Directeur exécutif de l’African crisis groupe et président de la Convention des acteurs non étatiques de Guinée (Caneg), Dr Sekou Kouréissy Condé se prononce sur l’augmentation du prix du carburant et le contentieux électoral et propose des pistes de solution.
L’ancien ministre de la Sécurité donne aussi son avis sur la nouvelle loi sur la Ceni. Interview !
Que est votre opinion sur l’augmentation du prix du carburant?
Je constate deux choses. La première c’est que le gouvernement n’a pas suffisamment communiqué sur les raisons, les échéances liées à la hausse du prix carburant qui est une mesure qui touche à la vie des populations au quotidien. Lorsqu’un transporteur doit transporter de Nzérékoré à Kankan c’est le carburant. Le charbon qu’on transporte, les fruits, le riz qu’on veut aller vendre c’est le carburant. Du coup, la hausse du prix du carburant joue automatiquement sur les denrées et autres outils de travail liés à la vie quotidienne. Donc, ceci mérite d’être effectivement discuté, soigneusement préparé et que les populations soient averties de ce qui va se passer. Lorsqu’il y a eu l’augmentation, je me suis dit en tant que citoyen que pour ne rien au monde le gouvernement ne ferait un malin plaisir à augmenter les prix sachant que les populations sont pauvres. Après toute investigation et toute démarche faites, je me suis rendu compte de 3 choses.
Premièrement, depuis 3 mois cette augmentation avait été annoncée, deuxièmement, le Premier ministre, dans sa déclaration de politique générale, avait dit que l’augmentation était inévitable. A partir de ce moment là, la Société civile sait qu’il y aura augmentation. Les syndicats et la société civile devaient, dans ces conditions, engager les négociations puisque l’augmentation n’est pas négociable et incontournable quelles sont les autres mesures d’accompagnement qu’il faut envisager pour redonner du poids là où on en a perdu.
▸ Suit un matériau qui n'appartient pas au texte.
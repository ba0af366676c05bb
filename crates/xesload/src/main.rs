mod output;
mod telemetry;

use std::path::{Path, PathBuf};

use anyhow::Context;
use clap::{Parser, Subcommand};
use serde::Serialize;
use tracing::warn;
use xesload_core::config::Config;
use xesload_store::Store;

use crate::output::{print_import_human, print_reset_human, print_status_human};
use crate::telemetry::init_cli_tracing;

#[derive(Parser, Debug)]
#[command(name = "xesload")]
#[command(about = "Stream XES event logs into a relational store")]
struct Cli {
    #[command(subcommand)]
    command: Commands,

    #[arg(long, global = true)]
    json: bool,
}

#[derive(Subcommand, Debug)]
enum Commands {
    #[command(about = "Import one .xes or .xes.gz file")]
    Import {
        file: PathBuf,
        #[arg(long)]
        db_path: Option<PathBuf>,
        #[arg(long, value_parser = clap::value_parser!(u64).range(1..))]
        flush_every: Option<u64>,
        #[arg(long, value_parser = clap::value_parser!(u64).range(1..))]
        progress_every: Option<u64>,
        #[arg(long, help = "Append to existing contents instead of recreating the schema")]
        keep_existing: bool,
        #[arg(long, help = "Parse and load on separate threads")]
        pipelined: bool,
    },
    #[command(about = "Show row counts and trace statistics")]
    Status {
        #[arg(long)]
        db_path: Option<PathBuf>,
    },
    #[command(about = "Drop and recreate every table")]
    Reset {
        #[arg(long)]
        db_path: Option<PathBuf>,
    },
}

#[derive(Debug, Default)]
struct CliOverrides {
    db_path: Option<PathBuf>,
    flush_every: Option<u64>,
    progress_every: Option<u64>,
    keep_existing: bool,
}

#[tokio::main]
async fn main() -> anyhow::Result<()> {
    let cli = Cli::parse();
    init_cli_tracing(cli.json);

    match cli.command {
        Commands::Import {
            file,
            db_path,
            flush_every,
            progress_every,
            keep_existing,
            pipelined,
        } => {
            let cfg = load_config(CliOverrides {
                db_path,
                flush_every,
                progress_every,
                keep_existing,
            })?;
            run_import(file, cfg, pipelined, cli.json).await
        }
        Commands::Status { db_path } => {
            let cfg = load_config(CliOverrides {
                db_path,
                ..CliOverrides::default()
            })?;
            let store = open_store(&cfg)?;
            let stats = store.stats().context("collect statistics")?;
            if cli.json {
                print_json(&stats)?;
            } else {
                print_status_human(&stats);
            }
            Ok(())
        }
        Commands::Reset { db_path } => {
            let cfg = load_config(CliOverrides {
                db_path,
                ..CliOverrides::default()
            })?;
            let store = open_store(&cfg)?;
            store.reset().context("reset schema")?;
            if cli.json {
                print_json(&serde_json::json!({ "reset": true, "db_path": store.db_path() }))?;
            } else {
                print_reset_human(store.db_path());
            }
            Ok(())
        }
    }
}

async fn run_import(file: PathBuf, cfg: Config, pipelined: bool, json: bool) -> anyhow::Result<()> {
    if !has_xes_extension(&file) {
        warn!(path = %file.display(), "file does not end in .xes or .xes.gz, importing anyway");
    }

    let store = open_store(&cfg)?;
    let summary = if pipelined {
        xesload_ingest::pipeline::import_file(&file, &store, &cfg)
            .await
            .with_context(|| format!("import {}", file.display()))?
    } else {
        let task_store = store.clone();
        let task_cfg = cfg.clone();
        let task_file = file.clone();
        tokio::task::spawn_blocking(move || {
            xesload_ingest::import_file(&task_file, &task_store, &task_cfg)
        })
        .await
        .context("import task panicked")?
        .with_context(|| format!("import {}", file.display()))?
    };

    if json {
        print_json(&summary)?;
    } else {
        print_import_human(&summary, store.db_path());
    }
    Ok(())
}

fn load_config(overrides: CliOverrides) -> anyhow::Result<Config> {
    let mut cfg = Config::load().context("load config")?;
    apply_cli_overrides(&mut cfg, overrides);
    Ok(cfg)
}

fn apply_cli_overrides(cfg: &mut Config, overrides: CliOverrides) {
    if let Some(v) = overrides.db_path {
        cfg.db_path = v;
    }
    if let Some(v) = overrides.flush_every {
        cfg.flush_every = v;
    }
    if let Some(v) = overrides.progress_every {
        cfg.progress_every = v;
    }
    if overrides.keep_existing {
        cfg.reset_before_import = false;
    }
}

fn open_store(cfg: &Config) -> anyhow::Result<Store> {
    Store::open(&cfg.db_path).with_context(|| format!("open store {}", cfg.db_path.display()))
}

fn has_xes_extension(path: &Path) -> bool {
    let name = path
        .file_name()
        .and_then(|n| n.to_str())
        .unwrap_or_default()
        .to_ascii_lowercase();
    name.ends_with(".xes") || name.ends_with(".xes.gz")
}

fn print_json<T: Serialize>(value: &T) -> anyhow::Result<()> {
    println!("{}", serde_json::to_string_pretty(value)?);
    Ok(())
}

#[cfg(test)]
mod tests {
    use super::*;

    #[test]
    fn recognizes_xes_file_names() {
        assert!(has_xes_extension(Path::new("logs/orders.xes")));
        assert!(has_xes_extension(Path::new("ORDERS.XES.GZ")));
        assert!(!has_xes_extension(Path::new("orders.xml")));
        assert!(!has_xes_extension(Path::new("xes")));
    }

    #[test]
    fn cli_flags_override_config() {
        let mut cfg = Config::default();
        apply_cli_overrides(
            &mut cfg,
            CliOverrides {
                db_path: Some(PathBuf::from("/tmp/x.duckdb")),
                flush_every: Some(7),
                progress_every: None,
                keep_existing: true,
            },
        );
        assert_eq!(cfg.db_path, PathBuf::from("/tmp/x.duckdb"));
        assert_eq!(cfg.flush_every, 7);
        assert_eq!(cfg.progress_every, 1000);
        assert!(!cfg.reset_before_import);
    }

    #[test]
    fn zero_flush_interval_is_rejected_by_parser() {
        assert!(Cli::try_parse_from(["xesload", "import", "a.xes", "--flush-every", "0"]).is_err());
        let cli = Cli::try_parse_from(["xesload", "--json", "import", "a.xes", "--pipelined"])
            .unwrap();
        assert!(cli.json);
        assert!(matches!(
            cli.command,
            Commands::Import {
                pipelined: true,
                keep_existing: false,
                ..
            }
        ));
    }
}
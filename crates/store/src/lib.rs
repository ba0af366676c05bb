pub mod db;
pub mod query;
pub mod schema;
pub mod write;

pub use db::{Store, StoreWriter};
pub use query::AttributeDefinition;
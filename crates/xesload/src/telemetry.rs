use std::io::IsTerminal;

use tracing_subscriber::EnvFilter;

const DEFAULT_FILTER: &str = "info";

/// Installs the stderr subscriber. `RUST_LOG` overrides the default filter;
/// `quiet` lowers the default to warnings so JSON output stays the only chatter.
pub fn init_cli_tracing(quiet: bool) {
    let fallback = if quiet { "warn" } else { DEFAULT_FILTER };
    let filter = EnvFilter::try_from_default_env().unwrap_or_else(|_| EnvFilter::new(fallback));
    let _ = tracing_subscriber::fmt()
        .with_env_filter(filter)
        .with_target(false)
        .with_writer(std::io::stderr)
        .with_ansi(std::io::stderr().is_terminal())
        .compact()
        .try_init();
}
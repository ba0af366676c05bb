use serde::{Deserialize, Serialize};

use crate::model::attribute::AttributeMap;

#[derive(Debug, Clone, Default, PartialEq, Eq, Serialize, Deserialize)]
pub struct XesEvent {
    pub attributes: AttributeMap,
}

/// One fully materialized trace subtree. It is the largest unit the parser holds
/// in memory at any time.
#[derive(Debug, Clone, Default, PartialEq, Eq, Serialize, Deserialize)]
pub struct XesTrace {
    pub attributes: AttributeMap,
    pub events: Vec<XesEvent>,
}

#[derive(Debug, Clone, Default, PartialEq, Eq, Serialize, Deserialize)]
pub struct Extension {
    pub name: Option<String>,
    pub prefix: Option<String>,
    pub uri: Option<String>,
}

/// Named classifier. `keys` is the raw, unsplit key list from the document.
#[derive(Debug, Clone, Default, PartialEq, Eq, Serialize, Deserialize)]
pub struct Classifier {
    pub name: Option<String>,
    pub keys: Option<String>,
}

/// Trace-scope and event-scope default declarations merged across every `global` block.
#[derive(Debug, Clone, Default, PartialEq, Eq, Serialize, Deserialize)]
pub struct GlobalAttributes {
    pub trace: AttributeMap,
    pub event: AttributeMap,
}

impl GlobalAttributes {
    pub fn is_empty(&self) -> bool {
        self.trace.is_empty() && self.event.is_empty()
    }

    pub fn len(&self) -> usize {
        self.trace.len() + self.event.len()
    }
}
Ce dialogue là est nécessaire et indispensable, mais ce n’est pas un dialogue de rue ou une manifestation d’affrontement. C’est un dialogue qui doit porter sur les conditions de vie et de travail des citoyens guinéens. Pour une fois qu’on a cette occasion, il faut profiter pour comprendre le bien fondé et les mécanismes qui ont conduit à cette décision impopulaire, mais il faut aussi qu’on nous explique les conséquences heureuses que cela pourraient porter. On ne peut comprendre tout cela que lorsqu’on est capable de se parler entre guinéens.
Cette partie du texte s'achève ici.